Governo tenta criar de novo o ‘Carf trabalhista’
A Medida Provisória 905, que cria o programa Verde-Amarelo e promove uma minirreforma na legislação do trabalho, trouxe de volta uma ideia que surgiu e foi derrubada na tramitação da MP da Liberdade Econômica: o chamado “Carf trabalhista”. O mecanismo é inspirado no Conselho Administrativo de Recursos Fiscais (Carf), que analisa as autuações tributárias feitas pela Receita Federal.
O modelo proposto pelo governo seria a criação de uma nova instância recursal, antes da esfera judicial, para as decisões tomadas pelos auditores do trabalho. Pelo projeto, será composto por representantes dos trabalhadores, dos empregadores e dos Auditores do Trabalho, “designados pelo Secretário Especial de Previdência e Trabalho do ministério da Economia”.
Além do “Carf trabalhista”, a MP adota outras medidas que afetam diretamente o trabalho dos auditores, como a regra padrão de dupla visita aos estabelecimentos empresariais e a necessidade de decisão de embargo de alguma atividade não poder ser tomada por um auditor de forma isolada.
O Sindicato Nacional dos Auditores Fiscais do Trabalho (Sinait) avalia que a MP 905 cria uma série de interferências indevidas na atuação desses profissionais. “Profundas e equivocadas, quando não extremamente prejudiciais ao equilíbrio das relações de trabalho e lesivas aos direitos dos trabalhadores”, diz o Sinait, em nota.
Ao Valor, o presidente do Sinait, Carlos Silva, disse que o desenho proposto pelo governo cria risco de politização das decisões relacionadas às empresas, dado que o conselho será composto por indicados pelo secretário-especial de Previdência e Trabalho, cargo hoje ocupado pelo ex-deputado Rogério Marinho, que foi o relator da reforma trabalhista em 2017.
Silva explicou que hoje há direito a duas instâncias de recursos às decisões do auditor fiscal. Segundo ele, o fato de serem outros auditores a examinar os autos de infração garante a independência e proteção institucional aos processos, blindando-os de interferências externas. “A MP legaliza a interferência política na inspeção do trabalho”.
O professor de direito do trabalho Ricardo Calcini defende a medida e avalia que o fato de o tema já ter sido discutido na Câmara não impede a reapresentação do assunto na MP 905. “A importância do Carf Trabalhista é ter uma estrutura para discutir os autos de infração lavrados em razão de descumprimento da legislação trabalhista. O ideal é que tenhamos efetivamente discussão administrativa para saber se os autos devem subsistir ou não”, disse Calcini.

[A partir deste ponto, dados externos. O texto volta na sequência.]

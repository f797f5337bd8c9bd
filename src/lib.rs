//! sv2ipxact: converts a SystemVerilog top-level module description into an
//! IP-XACT (IEEE 1685) component document, auto-recognizing standard on-chip
//! bus interfaces among the module's ports.
//!
//! The crate is organized leaves-first along the conversion pipeline's
//! dependency order: [`sv`] (preprocessor + header parser) and
//! [`library`] (bus/abstraction catalog) feed [`grouper`] and [`matcher`],
//! whose output [`serializer`] turns into an IP-XACT document. [`pipeline`]
//! wires all of that together for the [`cli`] front end; [`report`] and
//! [`error`] carry non-fatal and fatal diagnostics respectively.

pub mod cli;
pub mod config;
pub mod error;
pub mod grouper;
pub mod library;
pub mod matcher;
pub mod model;
pub mod pipeline;
pub mod report;
pub mod serializer;
pub mod sv;
pub mod text;
use crate::error::{EnhanceError, Result};
use crate::options::Morphology;
use crate::types::BinaryImage;
use image::GrayImage;
use imageproc::distance_transform::Norm;
use imageproc::morphology::{close, erode, open};

/// Clean up or thicken ink in a binary image.
///
/// imageproc treats bright pixels as the foreground while ink here is dark,
/// so every ink operation maps to its dual on the page: growing ink erodes
/// the page, opening ink closes the page.
pub fn apply(image: &BinaryImage, operation: Morphology) -> Result<BinaryImage> {
    let page = image.as_gray();
    let result = match operation {
        Morphology::None => page.clone(),
        Morphology::Bold => erode(page, Norm::LInf, 1),
        Morphology::Open { radius } => open_ink(page, radius),
        Morphology::Close { radius } => close_ink(page, radius),
        Morphology::OpenClose { radius } => close_ink(&open_ink(page, radius), radius),
        Morphology::CloseOpen { radius } => open_ink(&close_ink(page, radius), radius),
    };

    BinaryImage::from_levels(result).ok_or_else(|| EnhanceError::ProcessingError {
        stage: "morphology".to_string(),
        params: format!("{:?}", operation),
        message: "morphology produced a third intensity level".to_string(),
    })
}

fn open_ink(page: &GrayImage, radius: u8) -> GrayImage {
    close(page, Norm::LInf, radius)
}

fn close_ink(page: &GrayImage, radius: u8) -> GrayImage {
    open(page, Norm::LInf, radius)
}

“Hoje o problema maior da estrutura é que quem julga os recursos apresentados em Brasília é outro auditor fiscal. Com a criação do Carf trabalhista teremos composição plural, que não é com os fiscais do trabalho, mas também do empresariado e dos empregados. Essa composição fará com que tenhamos decisão não corporativa e mais justa, plural e democrática”, completou.
Para Carlos Silva, do Sinait, outra medida preocupante de “politização” do trabalho dos fiscais é a que estabelece que o embargo de atividade só pode ocorrer mediante determinação da “autoridade máxima regional”. Segundo ele, hoje decisão judicial respalda embargos individuais de auditores que enxergarem grave risco e lembrou que a autoridade máxima regional é o superintendente do trabalho, indicado politicamente.
O secretário de trabalho do ministério da Economia, Bruno Dalcomo, disse que essa interpretação é equivocada. Segundo ele, a autoridade máxima regional da qual a MP trata não é indicada politicamente, e sim um auditor do trabalho. Dalcomo afirmou ao Valor que a criação do “Carf trabalhista” também não gera risco de politização das decisões e que a medida melhora o sistema recursal. Ele lembrou que auditores do trabalho terão participação nesse conselho, com igual peso em relação aos trabalhadores e empregadores.
Dalcomo argumentou que não faz sentido um sistema em que os auditores fazem as normas, a fiscalização e todos os recursos administrativos. Ele ponderou ainda que outras medidas na área da fiscalização do trabalho buscam harmonizar o sistema, porque hoje cada auditor tem uma visão própria, gerando decisões muitas vezes completamente diferentes nos diversos lugares do país. Nesse sentido, explicou, a partir da MP serão criadas sete delegacias regionais do trabalho, compostas por auditores fiscais, dentro de superintendências já existentes e que trabalharão para harmonizar o seu desenho de atuação.